I recently (re)discovered a wonderful frame that allowed me to crisply state what is wrong with modern academic leftist “political correctness” from none other than the eminent philosopher Fredrick Nietzsche. I was reintroduced to these ideas in the context of a course I was taking on Existentialism. After detailed study of many cultures, historical contexts, and various philosophies, Nietzsche articulated the view that there are two broad moral views or moral frames of mind, that of master morality and of slave morality. Slave morality is concerned with issues of justice, fairness and protection of the weak. It is called slave morality because its emphasis and focus is on those who are powerless, controlled or in positions of minority. From my unified perspective, especially that of the Influence Matrix (see below), slave morality can really be thought of as “horizontal”, red line, or affiliative-love morality. The emphasis is on placed on equality, sensitivity and connection.

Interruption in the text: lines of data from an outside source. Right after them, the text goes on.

//! Holder Balances
//!
//! A holder's own voting rights and own PoSaT credits always equal the
//! tokens it has locked, so only `tokens_locked` is stored. Everything
//! else is derived:
//!
//! ```text
//! voting rights   = tokens_locked - delegated_out_voting + received_voting
//! PoSaT held      = tokens_locked - delegated_out_posat  + received_posat
//! PoSaT available = PoSaT held - posat_locked
//! ```
//!
//! Only the own, undelegated part is ever delegatable; received credits
//! can be used but never passed on.

use serde::{Deserialize, Serialize};

use lib_types::Amount;

use crate::errors::{LedgerError, LedgerResult};

/// Per-address ledger balances
#[derive(Debug, Clone, Copy, Default, PartialEq, Eq, Serialize, Deserialize)]
pub struct Holder {
    pub tokens_locked: Amount,
    pub delegated_out_voting: Amount,
    pub delegated_out_posat: Amount,
    pub received_voting: Amount,
    pub received_posat: Amount,
    /// PoSaT credits tied up in O10 reserve and votes of confidence
    pub posat_locked: Amount,
}

impl Holder {
    pub fn own_voting_rights(&self) -> Amount {
        self.tokens_locked
    }

    pub fn own_posat(&self) -> Amount {
        self.tokens_locked
    }

    /// Net voting rights
    pub fn voting_rights(&self) -> Amount {
        self.tokens_locked
            .saturating_sub(self.delegated_out_voting)
            .saturating_add(self.received_voting)
    }

    /// PoSaT credits held, locked or not
    pub fn posat_held(&self) -> Amount {
        self.tokens_locked
            .saturating_sub(self.delegated_out_posat)
            .saturating_add(self.received_posat)
    }

    /// PoSaT credits free to lock
    pub fn available_posat(&self) -> Amount {
        self.posat_held().saturating_sub(self.posat_locked)
    }

    /// Own voting rights not yet delegated
    pub fn delegatable_voting(&self) -> Amount {
        self.tokens_locked.saturating_sub(self.delegated_out_voting)
    }

    /// Own PoSaT not delegated and not locked
    pub fn delegatable_posat(&self) -> Amount {
        self.tokens_locked
            .saturating_sub(self.delegated_out_posat)
            .min(self.available_posat())
    }

    /// Tokens that can leave without breaking any balance invariant
    pub fn withdrawable(&self) -> Amount {
        self.delegatable_voting()
            .min(self.tokens_locked.saturating_sub(self.delegated_out_posat))
            .min(self.available_posat())
    }

    /// Lock `amount` of available PoSaT
    pub(crate) fn lock_posat(&mut self, amount: Amount) -> LedgerResult<()> {
        let have = self.available_posat();
        if have < amount {
            return Err(LedgerError::InsufficientBalance { have, need: amount });
        }
        self.posat_locked += amount;
        Ok(())
    }

    /// Release `amount` of locked PoSaT
    pub(crate) fn unlock_posat(&mut self, amount: Amount) -> LedgerResult<()> {
        self.posat_locked = self
            .posat_locked
            .checked_sub(amount)
            .ok_or(LedgerError::InsufficientBalance { have: self.posat_locked, need: amount })?;
        Ok(())
    }

    /// Check the balance invariants
    pub fn is_consistent(&self) -> bool {
        self.tokens_locked >= self.delegated_out_voting
            && self.tokens_locked >= self.delegated_out_posat
            && self.posat_held() >= self.posat_locked
    }

    /// Whether the entry carries no state at all
    pub fn is_empty(&self) -> bool {
        *self == Holder::default()
    }
}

However, what Nietzsche realized is that this is not enough to encapsulate all of morality. There must also be a vertical dimension to morality, one that emphasizes strength, courage, accomplishment, virtue and merit. This relates deeply to what honor cultures emphasize and certainly is a strong element in Aristotle's virtue ethics. This Nietzsche called master morality, because it referred to individuals who were in a position to rise above the herd of society and be judged on their own terms. Relationally, this is captured by the blue line on the Matrix and relates, on the positive side, to dominance, status and pride.

Gregg Henriques
Source: Gregg Henriques

In many, many contexts, I have found myself arguing that we need moral systems that appreciate that in the matrices of human relations, power and love often exist in tension with one another and that our moral guides must be informed by both “horizontal” and “vertical” perspectives. It was quite heartening to become informed about Nietzsche’s delineation of this perspective so clearly. And it vividly captures for me what is wrong with political correctness in the academy. It is overly concerned with horizontal dimensions emphasizing protection and equality and simultaneously attacking the vertical dimensions (and thus at least somewhat deemphasizing virtue and merit), sometimes to the point of rewarding and justifying a victimized stance.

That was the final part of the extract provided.